Form: SC TO-I/A

Issuer tender offer statement

March 27, 2002

SC TO-I/A: Issuer tender offer statement

Published on March 27, 2002


SECURITIES AND EXCHANGE COMMISSION
WASHINGTON, D.C. 20549

____________________

SCHEDULE TO
Amendment No. 3
(Rule 13e-4)

TENDER OFFER STATEMENT UNDER SECTION 14(d)(1) OR 13(e)(1)
OF THE SECURITIES EXCHANGE ACT OF 1934

____________________

KORN/FERRY INTERNATIONAL
(Name of Subject Company (Issuer) and Filing Person (Offeror))

____________________

Options to Purchase Common Stock, Par Value $0.01 Per Share, of Korn/Ferry
International and Stock Appreciation Rights under the Korn/Ferry
International Performance Award Plan,
Having an Exercise or Base Price of More than $13.00
(Title of Class of Securities)

____________________

500643 20 0
(CUSIP Number of Class of Securities (Underlying Common Stock))

____________________

Peter L. Dunn, General Counsel
Korn/Ferry International
1800 Century Park East, Suite 900
Los Angeles, California 90067
(310) 552-1834
(Name, Address and Telephone Number of Person Authorized
to Receive Notices and Communications on Behalf of Filing Person)


Copy to:
Steven B. Stokdyk
Sullivan & Cromwell
1888 Century Park East, 21st Floor
Los Angeles, California 90067

____________________

CALCULATION OF FILING FEE

Transaction Valuation* Amount of Filing Fee
$25,098,974 $2,310.00**

* Calculated solely for purposes of determining the filing fee. This amount
assumes that options to purchase 6,733,886 shares of common stock of Korn/Ferry
International having an aggregate value of $25,098,974 as of February 21, 2002
will be exchanged pursuant to this offer. The aggregate value of such options
was calculated based on the Black-Scholes option pricing model.

**Previously paid.

[_] Check the box if any part of the fee is offset as provided by Rule 0-
11(a)(2) and identify the filing with which the offsetting fee was previously
paid. Identify the previous filing by registration statement number, or the Form
or Schedule, and the date of its filing.

Amount Previously Paid: Not applicable. Filing Party: Not applicable.
Form or Registration No.: Not applicable. Date Filed: Not applicable.

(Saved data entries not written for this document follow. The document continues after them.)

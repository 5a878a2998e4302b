//! The node record and its wire form.

use serde::{Deserialize, Serialize};

use crate::content::NodeContent;

/// A measured node box.
#[derive(Debug, Clone, Copy, PartialEq, Default, Serialize, Deserialize)]
pub struct Size {
    pub width: f64,
    pub height: f64,
}

impl Size {
    pub fn new(width: f64, height: f64) -> Self {
        Self { width, height }
    }

    /// Component-wise maximum. Used to hold a node at its edit-time floor.
    pub fn max(self, other: Size) -> Size {
        Size {
            width: self.width.max(other.width),
            height: self.height.max(other.height),
        }
    }
}

/// Small derived decorations carried alongside the content.
#[derive(Debug, Clone, PartialEq, Default, Serialize, Deserialize)]
#[serde(rename_all = "camelCase")]
pub struct NodeBadges {
    #[serde(default)]
    pub completed: bool,
    #[serde(default)]
    pub highlight: bool,
    #[serde(default, skip_serializing_if = "Option::is_none")]
    pub task_link: Option<String>,
}

/// One element of the tree.
///
/// `size` is a derived cache: `None` means "needs measuring". `dirty` marks
/// accepted-but-unsaved local changes; it gates what a remote merge may
/// overwrite and what the persistence boundary still owes a save for.
#[derive(Debug, Clone, PartialEq)]
pub struct Node {
    pub id: String,
    pub parent_id: String,
    pub content: NodeContent,
    pub badges: NodeBadges,
    pub size: Option<Size>,
    pub collapsed: bool,
    pub dirty: bool,
}

impl Node {
    pub fn new(id: impl Into<String>, parent_id: impl Into<String>, content: NodeContent) -> Self {
        Self {
            id: id.into(),
            parent_id: parent_id.into(),
            content,
            badges: NodeBadges::default(),
            size: None,
            collapsed: false,
            dirty: false,
        }
    }
}

/// The closed wire record exchanged over the transport.
///
/// Remote payloads are validated into this shape at the merge boundary; fields
/// the sender omitted stay `None` and leave the local value untouched.
#[derive(Debug, Clone, PartialEq, Serialize, Deserialize)]
#[serde(rename_all = "camelCase")]
pub struct NodeRecord {
    pub id: String,
    pub parent_id: String,
    pub order: f64,
    /// Primary label HTML. `None` means "content unchanged".
    #[serde(default, skip_serializing_if = "Option::is_none")]
    pub label: Option<String>,
    #[serde(default, skip_serializing_if = "Option::is_none")]
    pub description: Option<String>,
    #[serde(default, skip_serializing_if = "Option::is_none")]
    pub completed: Option<bool>,
    #[serde(default, skip_serializing_if = "Option::is_none")]
    pub highlight: Option<bool>,
    #[serde(default, skip_serializing_if = "Option::is_none")]
    pub task_link: Option<String>,
    #[serde(default, skip_serializing_if = "Option::is_none")]
    pub collapsed: Option<bool>,
}

impl NodeRecord {
    /// A full record describing `node` as currently stored.
    pub fn from_node(node: &Node, order: f64) -> Self {
        Self {
            id: node.id.clone(),
            parent_id: node.parent_id.clone(),
            order,
            label: Some(node.content.label.html.clone()),
            description: node.content.description.as_ref().map(|d| d.html.clone()),
            completed: Some(node.badges.completed),
            highlight: Some(node.badges.highlight),
            task_link: node.badges.task_link.clone(),
            collapsed: Some(node.collapsed),
        }
    }

    pub fn touches_content(&self) -> bool {
        self.label.is_some() || self.description.is_some()
    }
}
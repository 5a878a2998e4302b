//! Frame-to-frame layout comparison.
//!
//! The engine produces whole layouts; the presentation layer patches its
//! scene by diffing consecutive results instead of being entangled with the
//! merge and layout passes. All three lists come back in the new layout's
//! display order (exits in the old layout's order).

use canopy_core::geom::Point;

use crate::layout::LayoutResult;

#[derive(Debug, Clone, PartialEq)]
pub struct MovedNode {
    pub id: String,
    pub from: Point,
    pub to: Point,
}

#[derive(Debug, Clone, Default, PartialEq)]
pub struct LayoutDiff {
    /// Nodes visible now that were not before (created, expanded, merged in).
    pub entered: Vec<String>,
    /// Nodes no longer visible (deleted, collapsed away).
    pub exited: Vec<String>,
    /// Nodes whose position changed between the two layouts.
    pub moved: Vec<MovedNode>,
}

impl LayoutDiff {
    pub fn is_empty(&self) -> bool {
        self.entered.is_empty() && self.exited.is_empty() && self.moved.is_empty()
    }
}

pub fn diff_layouts(old: &LayoutResult, new: &LayoutResult) -> LayoutDiff {
    let mut diff = LayoutDiff::default();

    for (id, to) in &new.positions {
        match old.positions.get(id) {
            None => diff.entered.push(id.clone()),
            Some(from) if from != to => diff.moved.push(MovedNode {
                id: id.clone(),
                from: *from,
                to: *to,
            }),
            Some(_) => {}
        }
    }
    for id in old.positions.keys() {
        if !new.positions.contains_key(id) {
            diff.exited.push(id.clone());
        }
    }

    diff
}
//! Memoized layout positions.
//!
//! The cache is an explicit object threaded through layout and mutation calls,
//! invalidated by id. A missing entry means "needs layout"; the presentation
//! layer diffs successive cache generations to find what moved.

use rustc_hash::FxHashMap;

use crate::geom::Point;
use crate::tree::TreeState;

#[derive(Debug, Clone, Default)]
pub struct PositionCache {
    positions: FxHashMap<String, Point>,
    /// Bumped whenever any entry changes; lets hosts skip unchanged frames.
    generation: u64,
}

impl PositionCache {
    pub fn new() -> Self {
        Self::default()
    }

    pub fn generation(&self) -> u64 {
        self.generation
    }

    pub fn get(&self, id: &str) -> Option<Point> {
        self.positions.get(id).copied()
    }

    pub fn len(&self) -> usize {
        self.positions.len()
    }

    pub fn is_empty(&self) -> bool {
        self.positions.is_empty()
    }

    pub fn contains(&self, id: &str) -> bool {
        self.positions.contains_key(id)
    }

    pub fn set(&mut self, id: impl Into<String>, pos: Point) {
        self.generation += 1;
        self.positions.insert(id.into(), pos);
    }

    pub fn invalidate(&mut self, id: &str) {
        if self.positions.remove(id).is_some() {
            self.generation += 1;
        }
    }

    /// Drops `id` and every descendant. Used after a reparent: the subtree's
    /// relative structure is unchanged but every absolute position shifts.
    pub fn invalidate_subtree(&mut self, tree: &TreeState, id: &str) {
        self.invalidate(id);
        for d in tree.descendants(id) {
            self.invalidate(&d);
        }
    }

    pub fn clear(&mut self) {
        if !self.positions.is_empty() {
            self.generation += 1;
        }
        self.positions.clear();
    }

    /// Replaces the cache contents with a freshly computed layout, removing
    /// entries for nodes that are no longer visible.
    pub fn replace_all(&mut self, positions: impl IntoIterator<Item = (String, Point)>) {
        self.positions.clear();
        self.positions.extend(positions);
        self.generation += 1;
    }

    pub fn iter(&self) -> impl Iterator<Item = (&str, Point)> {
        self.positions.iter().map(|(id, p)| (id.as_str(), *p))
    }
}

[_] Check the box if the filing relates solely to preliminary communications
made before the commencement of a tender offer.

Check the appropriate boxes below to designate any transactions to which the
statement relates:

[_] third party tender offer subject to Rule 14d-1.
[X] issuer tender offer subject to Rule 13e-4.
[_] going-private transaction subject to Rule 13e-3.
[_] amendment to Schedule 13D under Rule 13d-2.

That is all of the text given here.